→ ABOUT THIS TASK
The answer must consist of each line below that contains the word "StatusSink", copied in full.

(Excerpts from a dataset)
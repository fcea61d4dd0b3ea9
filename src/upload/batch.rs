use crate::error::UploadError;
use crate::upload::client::ImageServer;
use crate::upload::naming::{overwrite_prompt, target_filename};
use crate::upload::types::{
    FileStatus, SelectedFile, StatusMessage, StatusSink, UploadEvent, UploadStatus,
};

/// Asks the user whether an existing remote file may be replaced.
///
/// Blocking: the batch waits for the answer before touching the next file.
pub trait OverwritePrompt {
    fn confirm(&mut self, message: &str) -> bool;
}

impl<F> OverwritePrompt for F
where
    F: FnMut(&str) -> bool,
{
    fn confirm(&mut self, message: &str) -> bool {
        self(message)
    }
}

/// Snapshot of the selection taken when the upload was triggered.
#[derive(Debug, Clone)]
pub struct UploadBatch {
    suffix: String,
    entries: Vec<(String, SelectedFile)>,
}

impl UploadBatch {
    /// `suffix` must already be sanitized.
    pub fn new(suffix: impl Into<String>, entries: Vec<(String, SelectedFile)>) -> Self {
        Self {
            suffix: suffix.into(),
            entries,
        }
    }

    pub fn suffix(&self) -> &str {
        &self.suffix
    }

    pub fn entries(&self) -> &[(String, SelectedFile)] {
        &self.entries
    }

    pub fn len(&self) -> usize {
        self.entries.len()
    }

    pub fn is_empty(&self) -> bool {
        self.entries.is_empty()
    }
}

/// How a batch ended. Zone keys, not remote filenames.
#[derive(Debug)]
pub enum BatchOutcome {
    Completed {
        uploaded: Vec<String>,
        skipped: Vec<String>,
    },
    Aborted {
        uploaded: Vec<String>,
        error: UploadError,
    },
}

impl BatchOutcome {
    pub fn uploaded(&self) -> &[String] {
        match self {
            Self::Completed { uploaded, .. } | Self::Aborted { uploaded, .. } => uploaded,
        }
    }

    pub fn is_completed(&self) -> bool {
        matches!(self, Self::Completed { .. })
    }
}

fn publish_file(sink: &mut impl StatusSink, name: &str, status: UploadStatus) {
    sink.publish(UploadEvent::File(FileStatus {
        name: name.to_string(),
        status,
    }));
}

/// Upload every entry of `batch` in order.
///
/// Files run strictly one after another. The first rejected or failed
/// upload stops the batch; the terminal status line is left to the caller.
pub async fn run_batch(
    batch: &UploadBatch,
    server: &ImageServer,
    prompt: &mut impl OverwritePrompt,
    sink: &mut impl StatusSink,
) -> BatchOutcome {
    sink.publish(UploadEvent::Status(StatusMessage::info("Uploading...")));
    log::info!(
        "Uploading {} file(s) with suffix '{}'",
        batch.len(),
        batch.suffix()
    );

    let mut uploaded = Vec::new();
    let mut skipped = Vec::new();

    for (key, file) in batch.entries() {
        let filename = target_filename(key, batch.suffix());
        publish_file(sink, &filename, UploadStatus::Processing);

        let exists = match server.exists(&filename).await {
            Ok(exists) => exists,
            Err(e) => {
                log::warn!("{e}; uploading anyway");
                false
            }
        };

        if exists && !prompt.confirm(&overwrite_prompt(&filename)) {
            log::info!("Keeping existing {filename}");
            sink.publish(UploadEvent::Status(StatusMessage::info(format!(
                "Skipped {filename}"
            ))));
            publish_file(
                sink,
                &filename,
                UploadStatus::Skipped("Kept existing file".to_string()),
            );
            skipped.push(key.clone());
            continue;
        }

        match server.upload(&filename, file).await {
            Ok(receipt) => {
                match receipt.path {
                    Some(path) => log::info!("Uploaded {filename} to {path}"),
                    None => log::info!("Uploaded {filename}"),
                }
                sink.publish(UploadEvent::Status(StatusMessage::info(format!(
                    "Uploaded {filename}"
                ))));
                publish_file(sink, &filename, UploadStatus::Success);
                uploaded.push(key.clone());
            }
            Err(error) => {
                match &error {
                    UploadError::UploadTransport { source, .. } => {
                        log::error!("upload error for {filename}: {source}")
                    }
                    other => log::error!("{other}"),
                }
                publish_file(sink, &filename, UploadStatus::Error(error.to_string()));
                return BatchOutcome::Aborted { uploaded, error };
            }
        }
    }

    BatchOutcome::Completed { uploaded, skipped }
}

→ RESPONSE TO THE EXERCISE
    FileStatus, SelectedFile, StatusMessage, StatusSink, UploadEvent, UploadStatus,
fn publish_file(sink: &mut impl StatusSink, name: &str, status: UploadStatus) {
    sink: &mut impl StatusSink,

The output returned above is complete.